In the listing below, how many lines contain "Mutex"? Answer with the number alone.

++++++++++++++++++++

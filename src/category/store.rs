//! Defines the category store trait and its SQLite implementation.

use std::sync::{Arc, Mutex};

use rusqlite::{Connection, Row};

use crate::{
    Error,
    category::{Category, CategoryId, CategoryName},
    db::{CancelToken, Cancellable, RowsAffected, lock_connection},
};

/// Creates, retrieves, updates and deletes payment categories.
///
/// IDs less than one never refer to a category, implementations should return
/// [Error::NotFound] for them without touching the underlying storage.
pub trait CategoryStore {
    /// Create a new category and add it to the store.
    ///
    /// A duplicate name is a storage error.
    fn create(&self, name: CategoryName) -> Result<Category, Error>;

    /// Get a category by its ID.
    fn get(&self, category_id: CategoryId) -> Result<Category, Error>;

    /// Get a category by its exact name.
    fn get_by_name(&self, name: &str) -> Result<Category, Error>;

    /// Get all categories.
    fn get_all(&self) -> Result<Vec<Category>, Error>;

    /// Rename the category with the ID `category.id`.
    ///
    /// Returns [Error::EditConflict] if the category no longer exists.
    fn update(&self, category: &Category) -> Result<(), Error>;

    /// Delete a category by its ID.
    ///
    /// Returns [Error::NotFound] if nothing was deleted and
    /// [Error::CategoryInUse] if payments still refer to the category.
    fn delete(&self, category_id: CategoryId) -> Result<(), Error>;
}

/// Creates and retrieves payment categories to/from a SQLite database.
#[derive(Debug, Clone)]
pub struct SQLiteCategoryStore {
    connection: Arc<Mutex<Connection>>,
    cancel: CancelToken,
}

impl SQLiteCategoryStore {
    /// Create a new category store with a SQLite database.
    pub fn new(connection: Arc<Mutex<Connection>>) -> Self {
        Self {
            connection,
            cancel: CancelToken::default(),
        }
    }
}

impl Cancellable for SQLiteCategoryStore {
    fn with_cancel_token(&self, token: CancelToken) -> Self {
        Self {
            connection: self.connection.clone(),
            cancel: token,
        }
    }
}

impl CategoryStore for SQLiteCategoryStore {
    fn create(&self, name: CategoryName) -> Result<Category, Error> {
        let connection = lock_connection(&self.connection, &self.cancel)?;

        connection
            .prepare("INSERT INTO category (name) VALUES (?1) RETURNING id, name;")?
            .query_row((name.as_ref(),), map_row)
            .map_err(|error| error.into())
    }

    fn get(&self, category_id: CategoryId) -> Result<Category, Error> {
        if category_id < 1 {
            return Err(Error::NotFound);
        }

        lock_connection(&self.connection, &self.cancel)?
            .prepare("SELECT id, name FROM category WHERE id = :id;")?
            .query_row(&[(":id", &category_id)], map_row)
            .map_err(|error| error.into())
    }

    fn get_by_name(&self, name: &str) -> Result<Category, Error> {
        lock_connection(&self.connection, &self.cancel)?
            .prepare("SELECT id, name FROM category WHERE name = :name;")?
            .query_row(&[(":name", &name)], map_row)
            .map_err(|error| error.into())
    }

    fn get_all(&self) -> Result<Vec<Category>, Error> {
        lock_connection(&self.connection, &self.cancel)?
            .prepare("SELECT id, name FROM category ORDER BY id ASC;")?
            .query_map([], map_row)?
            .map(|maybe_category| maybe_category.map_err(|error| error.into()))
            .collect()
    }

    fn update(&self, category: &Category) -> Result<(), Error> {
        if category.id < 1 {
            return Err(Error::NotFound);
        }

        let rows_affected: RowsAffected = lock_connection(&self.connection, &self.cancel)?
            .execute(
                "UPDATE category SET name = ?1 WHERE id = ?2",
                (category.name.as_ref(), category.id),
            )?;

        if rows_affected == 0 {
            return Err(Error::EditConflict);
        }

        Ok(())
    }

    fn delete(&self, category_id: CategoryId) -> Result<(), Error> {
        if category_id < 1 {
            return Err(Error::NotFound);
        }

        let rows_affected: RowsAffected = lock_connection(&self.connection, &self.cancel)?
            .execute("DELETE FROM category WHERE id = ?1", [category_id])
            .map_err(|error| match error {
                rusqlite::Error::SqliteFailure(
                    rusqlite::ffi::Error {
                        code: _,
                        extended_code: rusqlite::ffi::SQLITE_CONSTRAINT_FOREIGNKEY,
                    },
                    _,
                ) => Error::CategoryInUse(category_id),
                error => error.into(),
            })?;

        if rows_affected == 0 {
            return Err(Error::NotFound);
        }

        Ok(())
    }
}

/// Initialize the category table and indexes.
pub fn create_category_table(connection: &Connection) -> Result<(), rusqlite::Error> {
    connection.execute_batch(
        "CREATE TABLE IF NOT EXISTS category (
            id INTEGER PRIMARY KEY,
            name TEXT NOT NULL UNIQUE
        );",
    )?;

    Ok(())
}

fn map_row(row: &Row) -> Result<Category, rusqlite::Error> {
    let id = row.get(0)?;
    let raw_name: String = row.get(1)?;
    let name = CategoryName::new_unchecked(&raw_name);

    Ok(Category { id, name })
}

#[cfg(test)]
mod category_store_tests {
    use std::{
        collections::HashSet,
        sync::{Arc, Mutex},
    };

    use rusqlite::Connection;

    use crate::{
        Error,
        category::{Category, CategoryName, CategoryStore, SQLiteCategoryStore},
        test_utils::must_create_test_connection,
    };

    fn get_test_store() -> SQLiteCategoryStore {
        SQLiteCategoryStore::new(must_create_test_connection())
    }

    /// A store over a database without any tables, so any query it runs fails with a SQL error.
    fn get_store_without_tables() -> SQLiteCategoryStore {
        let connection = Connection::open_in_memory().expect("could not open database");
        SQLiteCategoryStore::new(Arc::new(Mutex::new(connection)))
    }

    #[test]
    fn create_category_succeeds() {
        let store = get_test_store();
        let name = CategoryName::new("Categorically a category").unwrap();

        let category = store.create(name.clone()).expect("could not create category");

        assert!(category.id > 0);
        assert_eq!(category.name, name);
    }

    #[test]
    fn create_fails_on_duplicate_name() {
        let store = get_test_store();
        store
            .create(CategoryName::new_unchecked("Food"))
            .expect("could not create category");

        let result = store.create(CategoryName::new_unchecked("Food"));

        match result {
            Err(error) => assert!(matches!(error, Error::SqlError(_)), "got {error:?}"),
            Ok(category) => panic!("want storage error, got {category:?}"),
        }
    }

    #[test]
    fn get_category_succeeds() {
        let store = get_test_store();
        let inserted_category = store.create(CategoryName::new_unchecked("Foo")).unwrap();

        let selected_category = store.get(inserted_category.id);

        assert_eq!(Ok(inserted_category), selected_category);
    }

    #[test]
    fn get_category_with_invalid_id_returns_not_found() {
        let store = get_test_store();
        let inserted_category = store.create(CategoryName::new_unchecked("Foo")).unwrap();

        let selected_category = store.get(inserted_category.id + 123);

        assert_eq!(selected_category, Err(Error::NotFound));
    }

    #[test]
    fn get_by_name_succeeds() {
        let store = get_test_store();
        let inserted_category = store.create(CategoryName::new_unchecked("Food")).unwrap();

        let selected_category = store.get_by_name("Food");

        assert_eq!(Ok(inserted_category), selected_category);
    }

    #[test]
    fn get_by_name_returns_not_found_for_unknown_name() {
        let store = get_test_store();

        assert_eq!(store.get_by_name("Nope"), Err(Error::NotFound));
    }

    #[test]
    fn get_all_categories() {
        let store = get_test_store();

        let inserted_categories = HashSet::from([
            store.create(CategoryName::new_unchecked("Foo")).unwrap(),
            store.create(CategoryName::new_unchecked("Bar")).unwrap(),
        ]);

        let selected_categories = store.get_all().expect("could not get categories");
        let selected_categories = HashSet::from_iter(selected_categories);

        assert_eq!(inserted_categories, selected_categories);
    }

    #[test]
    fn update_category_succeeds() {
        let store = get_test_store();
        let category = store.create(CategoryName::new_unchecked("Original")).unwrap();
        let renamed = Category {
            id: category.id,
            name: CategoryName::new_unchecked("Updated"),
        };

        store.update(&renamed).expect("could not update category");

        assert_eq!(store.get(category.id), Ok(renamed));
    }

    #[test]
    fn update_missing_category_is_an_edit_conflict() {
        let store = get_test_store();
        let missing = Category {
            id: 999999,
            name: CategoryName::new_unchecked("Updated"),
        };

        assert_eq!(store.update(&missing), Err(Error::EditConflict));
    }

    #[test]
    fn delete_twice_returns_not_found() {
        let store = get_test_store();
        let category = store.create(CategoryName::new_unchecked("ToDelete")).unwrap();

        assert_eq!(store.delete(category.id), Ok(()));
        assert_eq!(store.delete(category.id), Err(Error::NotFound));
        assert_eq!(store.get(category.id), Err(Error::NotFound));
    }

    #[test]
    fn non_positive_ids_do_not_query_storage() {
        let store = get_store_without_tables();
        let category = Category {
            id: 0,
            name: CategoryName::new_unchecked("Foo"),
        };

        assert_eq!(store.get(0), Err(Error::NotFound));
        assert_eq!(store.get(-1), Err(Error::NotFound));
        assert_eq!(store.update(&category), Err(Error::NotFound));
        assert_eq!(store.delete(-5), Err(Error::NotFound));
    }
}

++++++++++++++++++++

■ **Written answer**: 5